For a decade the government has been unable to do anything about it, because of David Cameron’s populist promise in 2010 to reduce the number of MPs from 650 to 600 to “cut the cost of politics”. In the end, it proved impossible to persuade MPs to abolish their own seats, even when the government had a majority.
Boris Johnson wisely dropped the promise to shrink the Commons, and with a majority of 80 was able to get a bill through to instruct the four independent boundary commissions – one each for England, Scotland, Wales and Northern Ireland – to begin their work. Significantly, the new law provides for the new boundaries, when they are drawn up by July 2023, to come into effect automatically, without a further vote in parliament.

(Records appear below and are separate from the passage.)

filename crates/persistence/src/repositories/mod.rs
//! Repository implementations for database operations.

pub mod course;
pub mod enrollment;
pub mod project;
pub mod project_share;
pub mod subscription;
pub mod user;

pub use course::CourseRepository;
pub use enrollment::EnrollmentRepository;
pub use project::ProjectRepository;
pub use project_share::{ProjectShareRepository, ShareSummaryCounts};
pub use subscription::SubscriptionRepository;
pub use user::UserRepository;
use axum::{
    http::StatusCode,
    response::{IntoResponse, Response},
    Json,
};
use serde::Serialize;
use thiserror::Error;

use domain::services::ShareError;

#[derive(Debug, Error)]
pub enum ApiError {
    #[error("Unauthorized: {0}")]
    Unauthorized(String),

    #[error("Forbidden: {0}")]
    Forbidden(String),

    #[error("Not found: {0}")]
    NotFound(String),

    #[error("Conflict: {0}")]
    Conflict(String),

    #[error("Validation error: {0}")]
    Validation(String),

    #[error("Internal error: {0}")]
    Internal(String),

    #[error("Service unavailable: {0}")]
    ServiceUnavailable(String),
}

#[derive(Debug, Serialize)]
struct ErrorBody {
    error: String,
    message: String,
}

impl IntoResponse for ApiError {
    fn into_response(self) -> Response {
        let (status, error_code, message) = match &self {
            ApiError::Unauthorized(msg) => (StatusCode::UNAUTHORIZED, "unauthorized", msg.clone()),
            ApiError::Forbidden(msg) => (StatusCode::FORBIDDEN, "forbidden", msg.clone()),
            ApiError::NotFound(msg) => (StatusCode::NOT_FOUND, "not_found", msg.clone()),
            ApiError::Conflict(msg) => (StatusCode::CONFLICT, "conflict", msg.clone()),
            ApiError::Validation(msg) => (StatusCode::BAD_REQUEST, "validation_error", msg.clone()),
            ApiError::Internal(msg) => {
                tracing::error!("Internal error: {}", msg);
                (
                    StatusCode::INTERNAL_SERVER_ERROR,
                    "internal_error",
                    "An internal error occurred".into(),
                )
            }
            ApiError::ServiceUnavailable(msg) => (
                StatusCode::SERVICE_UNAVAILABLE,
                "service_unavailable",
                msg.clone(),
            ),
        };

        let body = ErrorBody {
            error: error_code.into(),
            message,
        };

        (status, Json(body)).into_response()
    }
}

impl From<sqlx::Error> for ApiError {
    fn from(err: sqlx::Error) -> Self {
        match err {
            sqlx::Error::RowNotFound => ApiError::NotFound("Resource not found".into()),
            sqlx::Error::Database(db_err) => {
                if let Some(code) = db_err.code() {
                    match code.as_ref() {
                        "23505" => ApiError::Conflict("Resource already exists".into()),
                        "23503" => ApiError::NotFound("Referenced resource not found".into()),
                        _ => ApiError::Internal(format!("Database error: {}", db_err)),
                    }
                } else {
                    ApiError::Internal(format!("Database error: {}", db_err))
                }
            }
            _ => ApiError::Internal(format!("Database error: {}", err)),
        }
    }
}

impl From<validator::ValidationErrors> for ApiError {
    fn from(errors: validator::ValidationErrors) -> Self {
        let messages: Vec<String> = errors
            .field_errors()
            .iter()
            .flat_map(|(field, errors)| {
                errors.iter().map(move |e| {
                    let detail = e
                        .message
                        .clone()
                        .map(|m| m.to_string())
                        .unwrap_or_else(|| "invalid value".to_string());
                    format!("{}: {}", field, detail)
                })
            })
            .collect();

        ApiError::Validation(messages.join("; "))
    }
}

impl From<ShareError> for ApiError {
    fn from(err: ShareError) -> Self {
        match err {
            ShareError::InvalidRole(_) | ShareError::InvalidEmail => {
                ApiError::Validation(err.to_string())
            }
            ShareError::SelfInvite => ApiError::Conflict(err.to_string()),
        }
    }
}
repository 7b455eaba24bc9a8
pub mod app;
pub mod config;
pub mod error;
pub mod extractors;
pub mod middleware;
pub mod routes;
pub mod services;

We don’t know exactly what effect the new boundaries will have, because the commissions have to start again from scratch (the last review produced all sorts of interesting changes that never came into effect, such as abolishing Jeremy Corbyn’s seat of Islington North). But we know that the overall effect will be to increase the number of seats in the south of England and reduce them in the north, the midlands, and in Wales. And that means Labour will start from an even lower base than the record low number of seats it won last year.
The Electoral Calculus website calculated what would have happened at the last election if the 2018 review had been enacted. Instead of a majority of 80 in a Commons of 650 MPs, Johnson would have won a majority of 104 in a chamber of 600. That is the sort of effect that the forthcoming review could have: in effect transferring about 16 seats from Labour to Conservative before a single vote has been cast.

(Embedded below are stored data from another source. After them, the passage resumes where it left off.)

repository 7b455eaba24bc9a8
//! Request tracing middleware.
//!
//! Extracts or generates a request ID so log lines from one request can be
//! correlated across the stack.

use axum::{
    body::Body,
    http::{header::HeaderName, HeaderValue, Request},
    middleware::Next,
    response::Response,
};
use tracing::Instrument;
use uuid::Uuid;

/// Header name for request ID.
pub const REQUEST_ID_HEADER: &str = "X-Request-ID";

/// Request ID stored in request extensions.
#[derive(Debug, Clone)]
pub struct RequestId(pub String);

/// Middleware that extracts or generates a request ID.
///
/// Takes the `X-Request-ID` header when present, otherwise mints a UUID v4.
/// The ID is stored in request extensions, echoed in the response headers,
/// and attached to the request tracing span.
pub async fn trace_id(mut req: Request<Body>, next: Next) -> Response {
    let request_id = req
        .headers()
        .get(REQUEST_ID_HEADER)
        .and_then(|v| v.to_str().ok())
        .map(|s| s.to_string())
        .unwrap_or_else(|| Uuid::new_v4().to_string());

    req.extensions_mut().insert(RequestId(request_id.clone()));

    let span = tracing::info_span!(
        "request",
        request_id = %request_id,
        method = %req.method(),
        path = %req.uri().path(),
    );

    let start = std::time::Instant::now();

    let mut response = next.run(req).instrument(span).await;

    tracing::info!(
        request_id = %request_id,
        status = response.status().as_u16(),
        duration_ms = start.elapsed().as_millis() as u64,
        "Request completed"
    );

    if let Ok(header_value) = HeaderValue::from_str(&request_id) {
        response
            .headers_mut()
            .insert(HeaderName::from_static("x-request-id"), header_value);
    }

    response
}
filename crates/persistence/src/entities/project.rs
//! Project entity (database row mapping).

use chrono::{DateTime, Utc};
use sqlx::FromRow;
use uuid::Uuid;

use domain::models::Project;

/// Database row mapping for the projects table.
#[derive(Debug, Clone, FromRow)]
pub struct ProjectEntity {
    pub id: Uuid,
    pub name: String,
    pub owner_id: Uuid,
    pub is_active: bool,
    pub created_at: DateTime<Utc>,
    pub updated_at: DateTime<Utc>,
}

impl From<ProjectEntity> for Project {
    fn from(entity: ProjectEntity) -> Self {
        Self {
            id: entity.id,
            name: entity.name,
            owner_id: entity.owner_id,
            is_active: entity.is_active,
            created_at: entity.created_at,
            updated_at: entity.updated_at,
        }
    }
}
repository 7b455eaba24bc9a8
//! Repository for user database operations.

use sqlx::PgPool;
use uuid::Uuid;

use crate::entities::UserEntity;

/// Repository for user operations.
#[derive(Clone)]
pub struct UserRepository {
    pool: PgPool,
}

impl UserRepository {
    /// Creates a new user repository.
    pub fn new(pool: PgPool) -> Self {
        Self { pool }
    }

    /// Finds a user by ID.
    pub async fn find_by_id(&self, user_id: Uuid) -> Result<Option<UserEntity>, sqlx::Error> {
        sqlx::query_as::<_, UserEntity>(
            r#"
            SELECT id, email, display_name, created_at, updated_at
            FROM users
            WHERE id = $1
            "#,
        )
        .bind(user_id)
        .fetch_optional(&self.pool)
        .await
    }

    /// Finds a user by email, case-insensitively.
    pub async fn find_by_email(&self, email: &str) -> Result<Option<UserEntity>, sqlx::Error> {
        sqlx::query_as::<_, UserEntity>(
            r#"
            SELECT id, email, display_name, created_at, updated_at
            FROM users
            WHERE LOWER(email) = LOWER($1)
            "#,
        )
        .bind(email)
        .fetch_optional(&self.pool)
        .await
    }

    /// Ensures a user row exists for verified token claims.
    ///
    /// Users are provisioned lazily on first authenticated request; a repeat
    /// call refreshes the stored email in case the identity provider changed
    /// it.
    pub async fn ensure_exists(
        &self,
        user_id: Uuid,
        email: &str,
    ) -> Result<UserEntity, sqlx::Error> {
        sqlx::query_as::<_, UserEntity>(
            r#"
            INSERT INTO users (id, email)
            VALUES ($1, $2)
            ON CONFLICT (id) DO UPDATE
            SET email = EXCLUDED.email, updated_at = NOW()
            RETURNING id, email, display_name, created_at, updated_at
            "#,
        )
        .bind(user_id)
        .bind(email)
        .fetch_one(&self.pool)
        .await
    }

    /// Updates the display name.
    ///
    /// Returns true if a row was updated.
    pub async fn update_display_name(
        &self,
        user_id: Uuid,
        display_name: Option<&str>,
    ) -> Result<bool, sqlx::Error> {
        let result = sqlx::query(
            r#"
            UPDATE users
            SET display_name = $2, updated_at = NOW()
            WHERE id = $1
            "#,
        )
        .bind(user_id)
        .bind(display_name)
        .execute(&self.pool)
        .await?;

        Ok(result.rows_affected() > 0)
    }
}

This assumes, of course, that the next election takes place after July 2023, when the new boundaries come into effect (after the Fixed-term Parliament Act is abolished, the latest possible date for the next election will be 28 January 2025).
The effect of the new boundaries depends partly on how effectively the political parties are able to lobby the independent commissions when they hold their public consultations, although the commissions’ flexibility has been reduced by the requirement that constituency electorates may not vary by more than 10 per cent (5 per cent above or below a target size) – except for the five island constituencies (Anglesey; two on the Isle of Wight; Orkney and Shetland; and the Western Isles).
And it may be that the pro-Labour bias of the current boundaries has been diluted by the Tories’ inroads into traditional Labour territory in the north, midlands and Wales – the very places that have been losing population in recent decades. But this is only a matter of softening the blow; the hard fact remains that the scale of Labour’s challenge will be greater than it was last time.
Labour has already lost Scotland, which used to provide a block of 40 or so seats on which it could rely; at the next election it is likely in effect to lose another 16. Of course it is possible to overcome such obstacles; after all, Tony Blair with his majority of 179 could have taken such losses in his stride. But that means Starmer has to win something like the second biggest postwar swing (equivalent to Margaret Thatcher’s 5 per cent in 1979 or David Cameron’s in 2010) just to hope to be prime minister of a minority government in a hung parliament.